False richieste di nulla osta di lavoro per regolarizzare immigrati, chiesto il giudizio per nove persone

L'indagine dei carabineri partita quando alcune imprese agricole della Valtidone hanno visto arrivare documenti che loro non avevano mai richiesto

False richieste di nulla osta per lavori stagionali in agricoltura o di emersione dal lavoro nero sono state scoperte dai carabinieri che da oltre un anno indagano su questo traffico di documenti.
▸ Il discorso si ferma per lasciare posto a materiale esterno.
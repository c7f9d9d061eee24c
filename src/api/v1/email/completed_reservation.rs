use crate::emails;
use crate::helper_model::CompletedReservationRequest;
use crate::methods;
use warp::http::Method;
use warp::{Filter, Reply};

pub fn main() -> impl Filter<Extract = (impl Reply,), Error = warp::Rejection> + Clone {
    warp::path("completed-reservation")
        .and(warp::path::end())
        .and(warp::method())
        .and(warp::body::json())
        .and_then(async move |method: Method, body: CompletedReservationRequest| {
            if method != Method::POST {
                return methods::standard_replies::method_not_allowed_response();
            }
            super::render_email("completed_reservation", || emails::completed_reservation::render(&body))
        })
}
Al termine dell’inchiesta, la procura ha chiesto il rinvio a giudizio per 9 persone, tra italiani e stranieri, per favoreggiamento dell’immigrazione clandestina e sostituzione di persona. Circa 80 le posizioni sospette, per un totale di oltre 300 lavoratori, considerato che ogni richiesta conteneva i nomi di 4 o 5 persone. I presunti truffatori avevano avviato un business che avrebbe portato molti immigrati non in regola, per lo più nordafricani e indiani, a regolarizzarsi.

La complessa inchiesta è stata coordinata dal sostituto procuratore Emilio Pisante e svolta, con tenacia e tanta pazienza, dai carabinieri dell’Aliquota operativa del Nucleo radiomobile. Tutto è iniziato oltre un anno fa, quando alcuni imprenditori agricoli si sono visti arrivare le richieste di regolarizzazione per alcune persone. Il fatto è che quelle aziende agricole, tutte della Valtidone, non avevano mai chiesto alcun nulla osta. Avvertiti i carabinieri, è partita l’indagine.
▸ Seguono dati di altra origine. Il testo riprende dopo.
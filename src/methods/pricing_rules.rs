use crate::helper_model::PricingWarning;
use crate::model::{PriceSummary, PricingRow, RateUnit};
use rust_decimal::Decimal;

fn charged(amount: Option<Decimal>) -> Option<Decimal> {
    amount.filter(|a| !a.is_zero())
}

// miles and hours always show two decimals
fn measured(quantity: Decimal) -> Decimal {
    let mut rounded = quantity.round_dp(2);
    rounded.rescale(2);
    rounded
}

pub fn rental_row(summary: &PriceSummary) -> Option<PricingRow> {
    let rental_fee = charged(summary.rental_fee)?;
    let unit = summary.selected_unit.as_ref();
    let unit_name = unit
        .and_then(|u| u.name.as_deref())
        .filter(|n| !n.is_empty())
        .unwrap_or("RV");
    Some(PricingRow {
        description: format!("{} Rental Fee", unit_name),
        quantity: Some(Decimal::from(summary.charge_periods.unwrap_or(0))),
        unit_amount: Some(unit.and_then(|u| u.cost_per_period).unwrap_or_default()),
        rate_unit: None,
        line_total: rental_fee,
    })
}

/// A mileage fee with neither a manual flag nor a rule cannot be broken
/// down; the row is left out and the gap reported.
pub fn mileage_row(summary: &PriceSummary, warnings: &mut Vec<PricingWarning>) -> Option<PricingRow> {
    let mileage_fee = charged(summary.mileage_fee)?;
    if summary.manual_mileage_fee {
        return Some(PricingRow {
            description: String::from("Mileage Fee"),
            quantity: None,
            unit_amount: None,
            rate_unit: None,
            line_total: mileage_fee,
        });
    }
    let Some(rule) = summary.applied_mileage_rule.as_ref() else {
        warnings.push(PricingWarning::MileageWithoutRule { fee: mileage_fee });
        return None;
    };
    let miles = measured(summary.billable_miles.unwrap_or_default());
    let rate = rule.tiers.first().and_then(|t| t.rate).unwrap_or_default();
    Some(PricingRow {
        description: String::from("Mileage Fee"),
        quantity: Some(miles),
        unit_amount: Some(rate),
        rate_unit: Some(RateUnit::Mile),
        line_total: mileage_fee,
    })
}

pub fn generator_row(summary: &PriceSummary, warnings: &mut Vec<PricingWarning>) -> Option<PricingRow> {
    let generator_fee = charged(summary.generator_fee)?;
    if !summary.applied_generator_rule {
        return None;
    }
    let departed = summary.departure_generator_hours.unwrap_or_default();
    let returned = summary.return_generator_hours.unwrap_or_default();
    if returned < departed {
        warnings.push(PricingWarning::GeneratorHoursReversed { departed, returned });
    }
    let Some(hours_used) = returned.checked_sub(departed) else {
        warnings.push(PricingWarning::AmountOverflow {
            field: String::from("generator hours"),
        });
        return Some(PricingRow {
            description: String::from("Generator Fee"),
            quantity: None,
            unit_amount: None,
            rate_unit: Some(RateUnit::Hour),
            line_total: generator_fee,
        });
    };
    let hourly = if hours_used.is_zero() {
        warnings.push(PricingWarning::GeneratorZeroHours { hours: returned });
        None
    } else {
        let hourly = generator_fee.checked_div(hours_used);
        if hourly.is_none() {
            warnings.push(PricingWarning::AmountOverflow {
                field: String::from("generator hourly rate"),
            });
        }
        hourly
    };
    Some(PricingRow {
        description: String::from("Generator Fee"),
        quantity: Some(measured(hours_used)),
        unit_amount: hourly,
        rate_unit: Some(RateUnit::Hour),
        line_total: generator_fee,
    })
}

pub fn addon_rows(summary: &PriceSummary) -> Vec<PricingRow> {
    summary
        .selected_addons
        .iter()
        .map(|addon| PricingRow {
            description: addon.name.clone(),
            quantity: Some(addon.quantity),
            unit_amount: Some(addon.base_fee.unwrap_or_default()),
            rate_unit: None,
            line_total: addon.total_fee.unwrap_or_default(),
        })
        .collect()
}

/// Every billable line of a reservation in display order: rental, mileage,
/// generator, then addons in the order they were selected.
pub fn fee_rows(summary: &PriceSummary) -> (Vec<PricingRow>, Vec<PricingWarning>) {
    let mut warnings = Vec::new();
    let mut rows = Vec::new();
    rows.extend(rental_row(summary));
    rows.extend(mileage_row(summary, &mut warnings));
    rows.extend(generator_row(summary, &mut warnings));
    rows.extend(addon_rows(summary));
    (rows, warnings)
}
Dopo una lunga ricerca e analisi di una gran mole di documenti - anche in questo caso la burocrazia si è messa in mezzo a complicare il lavoro - gli investigatori dell’Arma hanno acceso i riflettori su due persone. Un italiano residente nel Lodigiano e uno straniero residente nella nostra provincia, considerati i responsabili di questa macchinazione. Ma il giro sarebbe molto più vasto e all’opera ci sarebbe un’organizzazione che, a pagamento, regolarizzerebbe chi non ne ha diritto.
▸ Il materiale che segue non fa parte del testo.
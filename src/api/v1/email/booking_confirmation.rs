use crate::emails;
use crate::helper_model::BookingConfirmationRequest;
use crate::methods;
use warp::http::Method;
use warp::{Filter, Reply};

pub fn main() -> impl Filter<Extract = (impl Reply,), Error = warp::Rejection> + Clone {
    warp::path("booking-confirmation")
        .and(warp::path::end())
        .and(warp::method())
        .and(warp::body::json())
        .and_then(async move |method: Method, body: BookingConfirmationRequest| {
            if method != Method::POST {
                return methods::standard_replies::method_not_allowed_response();
            }
            super::render_email("booking_confirmation", || emails::booking_confirmation::render(&body))
        })
}
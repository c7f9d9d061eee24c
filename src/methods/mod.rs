pub mod formatters;
pub mod pricing_rules;
pub mod pricing_table;
pub mod standard_replies;
pub mod tax_aggregator;
pub mod timestamps;
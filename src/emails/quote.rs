use crate::emails::{self, OrgHeader, PriceSummaryBlock, Stop};
use crate::helper_model::{MailerError, QuoteEmailRequest, RenderedEmail};
use crate::methods::pricing_table::build_pricing_table;
use crate::methods::{formatters, timestamps};
use askama::Template;

#[derive(Template)]
#[template(path = "quote.html")]
struct QuoteHtml<'a> {
    header: String,
    first_name: &'a str,
    rv_name: String,
    rv_image_url: String,
    headline_from: String,
    headline_to: String,
    cta_url: &'a str,
    cta_label: String,
    departure: Stop,
    arrival: Stop,
    price_summary: String,
    notes: Vec<String>,
}

pub fn render(req: &QuoteEmailRequest) -> Result<RenderedEmail, MailerError> {
    let settings = req
        .organization_settings
        .as_ref()
        .ok_or(MailerError::MissingOrganizationSettings)?;
    let tz = emails::timezone_of(Some(settings))?;

    let table = build_pricing_table(&req.price_summary);
    let reservation_id = req
        .reservation_id
        .as_deref()
        .or(req.price_summary.reservation_id.as_deref());
    emails::report_warnings("quote", reservation_id, &table.warnings);

    let rv_name = emails::rv_name(req.rv_details.as_ref());
    let headline_from = emails::format_date(&req.dates.check_in, tz, timestamps::HEADLINE_DAY)?;
    let headline_to = emails::format_date(&req.dates.check_out, tz, timestamps::HEADLINE_DAY)?;
    let departure = emails::format_date(&req.dates.check_in, tz, timestamps::DATE_TIME)?;
    let arrival = emails::format_date(&req.dates.check_out, tz, timestamps::DATE_TIME)?;
    let cta_label = format!(
        "Reserve Now for {}",
        formatters::format_currency(req.price_summary.reservation_deposit.unwrap_or_default())
    );

    let html = QuoteHtml {
        header: OrgHeader::new(&req.organization).render()?,
        first_name: &req.customer_first_name,
        rv_name: rv_name.clone(),
        rv_image_url: emails::rv_image_url(req.rv_details.as_ref()),
        headline_from: headline_from.clone(),
        headline_to: headline_to.clone(),
        cta_url: &req.checkout_url,
        cta_label: cta_label.clone(),
        departure: Stop::new("Departure", departure.clone()),
        arrival: Stop::new("Return", arrival.clone()),
        price_summary: PriceSummaryBlock::new(&table).render()?,
        notes: emails::text_lines(&req.email_text),
    }
    .render()?;

    let mut sections = vec![
        format!(
            "Hi {}, here is your quote for the {} from {} to {}.",
            req.customer_first_name, rv_name, headline_from, headline_to
        ),
        format!("Departure: {}\nReturn: {}", departure, arrival),
        emails::price_summary_text(&table),
    ];
    if !req.email_text.trim().is_empty() {
        sections.push(req.email_text.trim().to_string());
    }
    sections.push(format!("{}: {}", cta_label, req.checkout_url));

    Ok(RenderedEmail {
        subject: format!("Your quote for the {} from {}", rv_name, req.organization.name),
        html,
        text: sections.join("\n\n"),
        warnings: table.warnings,
    })
}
La procura, poi, ha accertato che alcune persone erano all’oscuro di tutto, mentre altri sarebbero stati a conoscenza di cosa ci fosse dietro le quinte e fossero quindi compiacenti.

Un’opera talmente ben fatta che in alcuni casi, l’ambasciata italiana all’estero aveva concesso il visto. All’inizio, per preparare le domande, qualcuno avrebbe inviato e-mail a nome delle imprese, spacciandosi per esse. Fino a quando, però, qualche imprenditore vedendosi chiedere chiarimenti dalla prefettura ha scoperto la truffa.